The New Catholic Encyclopedia concludes:

After a certain stage of intrauterine development it is perfectly evident that fetal life is fully human. Although some might speculate as to when that stage is reached, there is no way of arriving at this knowledge by any known criterion; and as long as it is probable that embryonic life is human from the first moment of its existence, the purposeful termination (is immoral).

Tadeusz Pacholczyk of the National Catholic Bioethics Center writes that the modern Magisterium has carefully avoided confusing "human being" with "human person", and avoids the conclusion that every embryonic human being is a person, which would raise the question of "ensoulment" and immortal destiny.

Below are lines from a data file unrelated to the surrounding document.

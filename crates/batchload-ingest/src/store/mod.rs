//! Persistent store seam
//!
//! The ingestor and coordinator only talk to an [`IngestStore`]. The
//! production implementation is [`PgStore`]; tests plug in an in-memory one.

pub mod postgres;

use async_trait::async_trait;
use chrono::{DateTime, Utc};
use serde::Serialize;
use thiserror::Error;

use crate::model::{LedgerEntry, Record};
use crate::stats::AggregateState;

pub use postgres::{PgStore, STATS_NAME};

/// Storage errors. Any of these is fatal to the file being ingested.
#[derive(Error, Debug)]
pub enum StoreError {
    #[error("Database query failed: {0}")]
    Sqlx(#[from] sqlx::Error),

    #[error("Schema migration failed: {0}")]
    Migrate(#[from] sqlx::migrate::MigrateError),

    /// The aggregate row was not there to update
    #[error("Stats row '{0}' is missing; run the migrations or reset the tables")]
    MissingStatsRow(String),

    #[error("Refusing to flush an empty batch")]
    EmptyBatch,
}

pub type StoreResult<T> = Result<T, StoreError>;

/// What one committed flush did
#[derive(Debug, Clone, Copy, Default, PartialEq, Eq, Serialize)]
pub struct FlushReceipt {
    pub inserted: u64,
    /// Rows whose `(source_file, source_row)` was already stored
    pub duplicates: u64,
}

#[async_trait]
pub trait IngestStore: Send + Sync {
    /// Whether the ledger holds an entry for `file_name`
    async fn is_ingested(&self, file_name: &str) -> StoreResult<bool> {
        Ok(self.ledger_entry(file_name).await?.is_some())
    }

    /// Insert `batch` and fold the prices of newly inserted rows into the
    /// aggregate, atomically.
    async fn flush(&self, batch: &[Record]) -> StoreResult<FlushReceipt>;

    /// Create or overwrite the ledger entry for `file_name`.
    async fn log_ingestion(
        &self,
        file_name: &str,
        rows_loaded: u64,
        loaded_at: DateTime<Utc>,
    ) -> StoreResult<()>;

    async fn ledger_entry(&self, file_name: &str) -> StoreResult<Option<LedgerEntry>>;

    async fn stats(&self) -> StoreResult<AggregateState>;

    /// Clear records, ledger and aggregate in one step.
    async fn reset(&self) -> StoreResult<()>;
}
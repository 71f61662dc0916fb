//! File and run level errors

use std::path::PathBuf;
use thiserror::Error;

use crate::config::ConfigError;
use crate::store::StoreError;

/// Anything that stops a file (and therefore the run)
#[derive(Error, Debug)]
pub enum IngestError {
    #[error("Failed to open {}: {source}", path.display())]
    Open {
        path: PathBuf,
        #[source]
        source: csv::Error,
    },

    #[error("Failed to read {}: {source}", path.display())]
    Read {
        path: PathBuf,
        #[source]
        source: csv::Error,
    },

    #[error("{file} has no '{column}' column")]
    MissingColumn { file: String, column: String },

    #[error("Batch {batch} of {file} was not committed: {source}")]
    Flush {
        file: String,
        batch: u64,
        #[source]
        source: StoreError,
    },

    #[error(transparent)]
    Store(#[from] StoreError),

    #[error("Failed to list {}: {source}", path.display())]
    Discover {
        path: PathBuf,
        #[source]
        source: std::io::Error,
    },

    #[error(transparent)]
    Config(#[from] ConfigError),
}

pub type IngestResult<T> = Result<T, IngestError>;
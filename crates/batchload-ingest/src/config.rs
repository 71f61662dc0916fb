//! Configuration management

use batchload_common::{env_or, env_parse, EnvError};
use sqlx::postgres::PgConnectOptions;
use std::path::PathBuf;
use std::str::FromStr;
use thiserror::Error;

use crate::parser::{RowParser, TimestampParser, DEFAULT_TIMESTAMP_FORMATS};

// ============================================================================
// Database Configuration Constants
// ============================================================================

/// Default database host.
pub const DEFAULT_DB_HOST: &str = "localhost";

/// Default database port.
pub const DEFAULT_DB_PORT: u16 = 5432;

/// Default database name.
pub const DEFAULT_DB_NAME: &str = "db_batch";

/// Default database user.
pub const DEFAULT_DB_USER: &str = "postgres";

/// Default database password for local development.
pub const DEFAULT_DB_PASSWORD: &str = "postgres";

/// Default maximum database connections in the pool.
pub const DEFAULT_DB_MAX_CONNECTIONS: u32 = 5;

/// Default connection timeout in seconds.
pub const DEFAULT_DB_CONNECT_TIMEOUT_SECS: u64 = 30;

// ============================================================================
// Ingestion Configuration Constants
// ============================================================================

/// Default directory scanned for input files.
pub const DEFAULT_DATA_DIR: &str = "./data";

/// Default file name prefix of the regular source files.
pub const DEFAULT_SOURCE_PREFIX: &str = "2012-";

/// Default name of the validation file.
pub const DEFAULT_VALIDATION_FILE: &str = "validation.csv";

/// Default rows per flush.
pub const DEFAULT_MICROBATCH_SIZE: usize = 100;

/// Upper bound on rows per flush (5 bind parameters per row, 65535 per statement).
pub const MAX_MICROBATCH_SIZE: usize = 10_000;

#[derive(Error, Debug)]
pub enum ConfigError {
    #[error(transparent)]
    Env(#[from] EnvError),

    #[error("Invalid DATABASE_URL: {0}")]
    DatabaseUrl(#[source] sqlx::Error),

    #[error("Invalid configuration: {0}")]
    Invalid(String),
}

pub type ConfigResult<T> = Result<T, ConfigError>;

/// Application configuration
#[derive(Debug, Clone, Default)]
pub struct Config {
    pub database: DatabaseConfig,
    pub ingest: IngestSettings,
}

/// Database connection settings
///
/// `url` wins over the individual parts when set.
#[derive(Debug, Clone)]
pub struct DatabaseConfig {
    pub url: Option<String>,
    pub host: String,
    pub port: u16,
    pub name: String,
    pub user: String,
    pub password: String,
    pub max_connections: u32,
    pub connect_timeout_secs: u64,
}

/// Where input files live and how they are read
#[derive(Debug, Clone)]
pub struct IngestSettings {
    pub data_dir: PathBuf,
    pub source_prefix: String,
    pub validation_file: String,
    pub microbatch_size: usize,
    pub timestamp_formats: Vec<String>,
}

impl Config {
    /// Load `.env` (if present) and read the environment.
    ///
    /// Not validated here: callers apply command-line overrides first and then
    /// call [`Config::validate`].
    pub fn load() -> ConfigResult<Self> {
        dotenvy::dotenv().ok();
        Self::from_env()
    }

    pub fn from_env() -> ConfigResult<Self> {
        Ok(Self {
            database: DatabaseConfig::from_env()?,
            ingest: IngestSettings::from_env()?,
        })
    }

    pub fn validate(&self) -> ConfigResult<()> {
        if self.database.max_connections == 0 {
            return Err(ConfigError::Invalid(
                "DB_MAX_CONNECTIONS must be greater than 0".to_string(),
            ));
        }

        let size = self.ingest.microbatch_size;
        if size == 0 || size > MAX_MICROBATCH_SIZE {
            return Err(ConfigError::Invalid(format!(
                "microbatch size must be between 1 and {MAX_MICROBATCH_SIZE}, got {size}"
            )));
        }

        if self.ingest.validation_file.trim().is_empty() {
            return Err(ConfigError::Invalid(
                "validation file name cannot be empty".to_string(),
            ));
        }

        if self.ingest.timestamp_formats.is_empty() {
            return Err(ConfigError::Invalid(
                "at least one timestamp format is required".to_string(),
            ));
        }

        // DATABASE_URL must parse
        self.database.connect_options()?;

        Ok(())
    }
}

impl DatabaseConfig {
    pub fn from_env() -> ConfigResult<Self> {
        Ok(Self {
            url: std::env::var("DATABASE_URL")
                .ok()
                .filter(|url| !url.trim().is_empty()),
            host: env_or("DB_HOST", DEFAULT_DB_HOST),
            port: env_parse("DB_PORT", DEFAULT_DB_PORT)?,
            name: env_or("DB_NAME", DEFAULT_DB_NAME),
            user: env_or("DB_USER", DEFAULT_DB_USER),
            password: env_or("DB_PASSWORD", DEFAULT_DB_PASSWORD),
            max_connections: env_parse("DB_MAX_CONNECTIONS", DEFAULT_DB_MAX_CONNECTIONS)?,
            connect_timeout_secs: env_parse(
                "DB_CONNECT_TIMEOUT",
                DEFAULT_DB_CONNECT_TIMEOUT_SECS,
            )?,
        })
    }

    pub fn connect_options(&self) -> ConfigResult<PgConnectOptions> {
        match &self.url {
            Some(url) => PgConnectOptions::from_str(url).map_err(ConfigError::DatabaseUrl),
            None => Ok(PgConnectOptions::new()
                .host(&self.host)
                .port(self.port)
                .database(&self.name)
                .username(&self.user)
                .password(&self.password)),
        }
    }
}

impl Default for DatabaseConfig {
    fn default() -> Self {
        Self {
            url: None,
            host: DEFAULT_DB_HOST.to_string(),
            port: DEFAULT_DB_PORT,
            name: DEFAULT_DB_NAME.to_string(),
            user: DEFAULT_DB_USER.to_string(),
            password: DEFAULT_DB_PASSWORD.to_string(),
            max_connections: DEFAULT_DB_MAX_CONNECTIONS,
            connect_timeout_secs: DEFAULT_DB_CONNECT_TIMEOUT_SECS,
        }
    }
}

impl IngestSettings {
    pub fn from_env() -> ConfigResult<Self> {
        let timestamp_formats = match std::env::var("BATCHLOAD_TIMESTAMP_FORMATS") {
            Ok(raw) if !raw.trim().is_empty() => split_formats(&raw),
            _ => default_formats(),
        };

        Ok(Self {
            data_dir: PathBuf::from(env_or("BATCHLOAD_DATA_DIR", DEFAULT_DATA_DIR)),
            source_prefix: env_or("BATCHLOAD_SOURCE_PREFIX", DEFAULT_SOURCE_PREFIX),
            validation_file: env_or("BATCHLOAD_VALIDATION_FILE", DEFAULT_VALIDATION_FILE),
            microbatch_size: env_parse("BATCHLOAD_MICROBATCH_SIZE", DEFAULT_MICROBATCH_SIZE)?,
            timestamp_formats,
        })
    }

    pub fn row_parser(&self) -> RowParser {
        RowParser::new(TimestampParser::new(self.timestamp_formats.iter().cloned()))
    }
}

impl Default for IngestSettings {
    fn default() -> Self {
        Self {
            data_dir: PathBuf::from(DEFAULT_DATA_DIR),
            source_prefix: DEFAULT_SOURCE_PREFIX.to_string(),
            validation_file: DEFAULT_VALIDATION_FILE.to_string(),
            microbatch_size: DEFAULT_MICROBATCH_SIZE,
            timestamp_formats: default_formats(),
        }
    }
}

fn default_formats() -> Vec<String> {
    DEFAULT_TIMESTAMP_FORMATS
        .iter()
        .map(|f| f.to_string())
        .collect()
}

fn split_formats(raw: &str) -> Vec<String> {
    raw.split(';')
        .map(str::trim)
        .filter(|f| !f.is_empty())
        .map(str::to_string)
        .collect()
}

The Catechism of the Catholic Church says that since the 1st century the Church has affirmed that every procured abortion is a moral evil; the Catechism states that this position "has not changed and remains unchangeable".

The Church teaches that the inalienable right to life of every innocent human being is a constitutive element of a civil society and its legislation. In other words, it is beholden upon society to legally protect the life of the unborn.

Catholic theologians trace Catholic thought on abortion to early Christian teachings such as the Didache, the Epistle of Barnabas and the Apocalypse of Peter. In contrast, Catholic philosophers Daniel Dombrowski and Robert Deltete analyzed Church theological history and the "development of science" in A Brief, Liberal, Catholic Defense of Abortion to argue that a position in favor of abortion rights is "defensibly Catholic".

===COVID-19 vaccines===
Due to the anti-abortion stance, some Catholics oppose receiving vaccines derived from fetal cells obtained via abortion. On 21 December 2020, and regarding COVID-19 vaccination, the Congregation for the Doctrine of the Faith emitted a document stating that "it is morally acceptable to receive COVID-19 vaccines that have used cell lines from aborted fetuses in their research and production process" when no alternative vaccine is available, since "the moral duty to avoid such passive material cooperation is not obligatory if there is a grave danger, such as the otherwise uncontainable spread of a serious pathological agent." The document states that receiving the vaccine does not constitute endorsement of the practice of abortion, and that "the morality of vaccination depends not only on the duty to protect one's own health, but also on the duty to pursue the common good." The document cautions further:
Those who, however, for reasons of conscience, refuse vaccines produced with cell lines from aborted fetuses, must do their utmost to avoid, by other prophylactic means and appropriate behavior, becoming vehicles for the transmission of the infectious agent. In particular, they must avoid any risk to the health of those who cannot be vaccinated for medical or other reasons, and who are the most vulnerable.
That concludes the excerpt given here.